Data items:
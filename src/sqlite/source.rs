//! SQLite catalog introspection and insert execution over sqlx.

use super::affinity::Affinity;
use super::relations::parse_relations;
use crate::database::Database;
use anyhow::Context;
use async_trait::async_trait;
use lorem_core::{Field, FieldType, Table, Value};
use sqlx::sqlite::{SqliteConnectOptions, SqlitePoolOptions};
use sqlx::SqlitePool;
use std::str::FromStr;

/// SQLite dialect over a single pooled connection.
pub struct SqliteDatabase {
    pool: SqlitePool,
}

impl SqliteDatabase {
    /// Open a database file (or a `sqlite:` URL such as `sqlite::memory:`).
    pub async fn connect(database: &str) -> anyhow::Result<Self> {
        let options = SqliteConnectOptions::from_str(database)
            .with_context(|| format!("parsing SQLite database path {database:?}"))?
            .create_if_missing(false);

        // One connection per fill run; inserts are strictly sequential.
        let pool = SqlitePoolOptions::new()
            .max_connections(1)
            .idle_timeout(None)
            .max_lifetime(None)
            .connect_with(options)
            .await
            .with_context(|| format!("opening SQLite database {database:?}"))?;
        tracing::info!("opened SQLite database {database:?}");

        Ok(Self { pool })
    }

    /// Wrap an existing pool (used by tests with in-memory databases).
    pub fn from_pool(pool: SqlitePool) -> Self {
        Self { pool }
    }

    async fn fields(&self, table: &str) -> anyhow::Result<Vec<Field>> {
        // PRAGMA table_info columns: cid, name, type, notnull, dflt_value, pk.
        #[derive(sqlx::FromRow)]
        struct TableInfoRow {
            #[allow(dead_code)]
            cid: i64,
            name: String,
            r#type: String,
            notnull: i64,
            dflt_value: Option<String>,
            #[allow(dead_code)]
            pk: i64,
        }

        let rows: Vec<TableInfoRow> = sqlx::query_as(&format!("PRAGMA table_info({table})"))
            .fetch_all(&self.pool)
            .await?;

        let fields = rows
            .into_iter()
            .map(|row| {
                let kind = match Affinity::of(&row.r#type) {
                    Affinity::Integer | Affinity::Numeric => {
                        FieldType::Integer { min: 0, max: 9999 }
                    }
                    Affinity::Text | Affinity::None => FieldType::Text { max_len: 255 },
                    Affinity::Real => FieldType::Decimal {
                        precision: 10,
                        scale: 5,
                    },
                };

                Field {
                    name: row.name,
                    nullable: row.notnull == 0,
                    default: row.dflt_value.map(unquote_default),
                    kind,
                }
            })
            .collect();

        Ok(fields)
    }

    async fn relations(&self, table: &str) -> anyhow::Result<Vec<lorem_core::Relation>> {
        let ddl: Option<String> = sqlx::query_scalar("SELECT sql FROM sqlite_master WHERE name = ?")
            .bind(table)
            .fetch_one(&self.pool)
            .await
            .with_context(|| format!("reading DDL of table '{table}'"))?;

        Ok(ddl
            .map(|sql| parse_relations(table, &sql))
            .unwrap_or_default())
    }
}

/// Catalog defaults arrive as SQL literals; strip one layer of quoting from
/// string literals so the default inserts as its value, not its spelling.
fn unquote_default(literal: String) -> Value {
    match literal
        .strip_prefix('\'')
        .and_then(|rest| rest.strip_suffix('\''))
    {
        Some(inner) => Value::Text(inner.replace("''", "'")),
        None => Value::Text(literal),
    }
}

#[async_trait]
impl Database for SqliteDatabase {
    async fn table_names(&mut self) -> anyhow::Result<Vec<String>> {
        let names = sqlx::query_scalar("SELECT name FROM sqlite_master WHERE type='table'")
            .fetch_all(&self.pool)
            .await?;
        Ok(names)
    }

    async fn table(&mut self, name: &str) -> anyhow::Result<Table> {
        let fields = self.fields(name).await?;
        let relations = self.relations(name).await?;

        Ok(Table {
            name: name.to_string(),
            fields,
            relations,
        })
    }

    fn insert_sql(&self, table: &Table) -> String {
        let columns = table
            .fields
            .iter()
            .map(|f| format!("\"{}\"", f.name))
            .collect::<Vec<_>>()
            .join(", ");
        let placeholders = vec!["?"; table.fields.len()].join(", ");

        format!(
            "INSERT INTO \"{}\" ({}) VALUES ({})",
            table.name, columns, placeholders
        )
    }

    async fn execute(&mut self, sql: &str, params: &[Value]) -> anyhow::Result<()> {
        let mut query = sqlx::query(sql);
        for value in params {
            query = match value {
                Value::Null => query.bind(Option::<String>::None),
                Value::Int(i) => query.bind(*i),
                Value::UInt(u) => query.bind(*u as i64),
                Value::Float(f) => query.bind(*f),
                Value::Text(s) => query.bind(s.as_str()),
                Value::Date(d) => query.bind(d.to_string()),
                Value::DateTime(dt) => query.bind(dt.to_string()),
            };
        }

        query.execute(&self.pool).await?;
        Ok(())
    }

    async fn commit(&mut self) -> anyhow::Result<()> {
        // sqlx runs the connection in autocommit mode: every insert is
        // durable on its own, so there is nothing left to commit.
        Ok(())
    }
}
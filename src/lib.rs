//! loremdb — fill a database's tables with lorem-ipsum rows.
//!
//! For every table discovered in the target database's catalog, loremdb maps
//! each column's declared type to a random value generator honoring the
//! column's constraints (length, precision/scale, signedness, nullability,
//! enum/set option lists) and inserts a configurable number of rows. Tables
//! are filled in foreign-key dependency order, so referenced tables always
//! receive their rows before the tables referencing them.
//!
//! # CLI Usage
//!
//! ```bash
//! # Fill every table of a MySQL database with 100 rows each
//! loremdb mysql --db shop -u root -p secret
//!
//! # Fill two specific tables of a SQLite file, reproducibly
//! loremdb sqlite --db fixtures.db -n 500 --seed 42 --filter users orders
//! ```
//!
//! Per-row insert failures (unique collisions, constraint violations) are
//! counted and reported but never abort a run; this is a best-effort fixture
//! generator, not a constraint solver.

use clap::Args;

pub mod database;
pub mod fill;
pub mod mysql;
pub mod progress;
pub mod sqlite;

pub use database::Database;
pub use fill::{FillObserver, FillReport, Filler};

/// Fill options shared by every dialect subcommand.
#[derive(Args, Clone, Debug)]
pub struct FillOpts {
    /// Number of rows to insert per table
    #[arg(short = 'n', long = "number", default_value_t = 100)]
    pub number: u64,

    /// Restrict the fill to these tables
    #[arg(long, num_args = 1..)]
    pub filter: Vec<String>,

    /// Seed the random source for a reproducible run
    #[arg(long, env = "LOREMDB_SEED")]
    pub seed: Option<u64>,

    /// Log every failed insert
    #[arg(long)]
    pub show_errors: bool,
}
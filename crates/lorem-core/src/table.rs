//! Table snapshots.

use crate::fields::{Field, FieldError};
use crate::relation::Relation;
use crate::values::Value;
use content_gen::ContentGen;

/// Read-only snapshot of one table, built from live catalog queries and
/// discarded after the fill run.
///
/// Field order matches the catalog's ordinal positions, and the INSERT
/// placeholder list is built in the same order.
#[derive(Debug, Clone, PartialEq)]
pub struct Table {
    pub name: String,
    pub fields: Vec<Field>,
    pub relations: Vec<Relation>,
}

impl Table {
    pub fn field_names(&self) -> Vec<&str> {
        self.fields.iter().map(|f| f.name.as_str()).collect()
    }

    /// One fresh random parameter tuple, one value per field in field order.
    pub fn random_params(&self, gen: &mut ContentGen) -> Result<Vec<Value>, FieldError> {
        self.fields.iter().map(|f| f.random_value(gen)).collect()
    }
}
//! Dialect contract for fill runs.

use async_trait::async_trait;
use lorem_core::{Table, Value};

/// One database dialect: catalog introspection plus statement execution.
///
/// Implementations own their driver connection; the filler drives them
/// strictly sequentially, so no locking discipline is needed.
#[async_trait]
pub trait Database: Send {
    /// Names of the catalog's user tables, in discovery order.
    async fn table_names(&mut self) -> anyhow::Result<Vec<String>>;

    /// Full snapshot of one table: fields in ordinal order plus its
    /// outgoing foreign-key relations.
    async fn table(&mut self, name: &str) -> anyhow::Result<Table>;

    /// INSERT template for the table: explicit column list, one positional
    /// placeholder per field, in field order, with dialect quoting.
    fn insert_sql(&self, table: &Table) -> String;

    /// Execute one statement with the given parameter tuple.
    async fn execute(&mut self, sql: &str, params: &[Value]) -> anyhow::Result<()>;

    /// Commit the fill pass. Dialects running in autocommit mode may treat
    /// this as a no-op; each insert is then durable on its own.
    async fn commit(&mut self) -> anyhow::Result<()>;
}
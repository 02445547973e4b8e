//! Generated values, independent of any driver's parameter types.

use chrono::{NaiveDate, NaiveDateTime};

/// One generated column value.
///
/// Dialect modules own the conversion from `Value` to their driver's
/// parameter representation.
#[derive(Debug, Clone, PartialEq)]
pub enum Value {
    Null,
    Int(i64),
    /// Unsigned integer whose range may exceed `i64` (unsigned BIGINT).
    UInt(u64),
    Float(f64),
    Text(String),
    Date(NaiveDate),
    DateTime(NaiveDateTime),
}

impl std::fmt::Display for Value {
    fn fmt(&self, f: &mut std::fmt::Formatter<'_>) -> std::fmt::Result {
        match self {
            Value::Null => write!(f, "NULL"),
            Value::Int(i) => write!(f, "{i}"),
            Value::UInt(u) => write!(f, "{u}"),
            Value::Float(v) => write!(f, "{v}"),
            Value::Text(s) => write!(f, "{s}"),
            Value::Date(d) => write!(f, "{d}"),
            Value::DateTime(dt) => write!(f, "{dt}"),
        }
    }
}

## TASK DETAILS
The lines holding the word "UInt" are the answer. Find them in the entries and copy them.

## ANSWER TO THIS PROBLEM
                Value::UInt(u) => query.bind(*u as i64),
    UInt(u64),
            Value::UInt(u) => write!(f, "{u}"),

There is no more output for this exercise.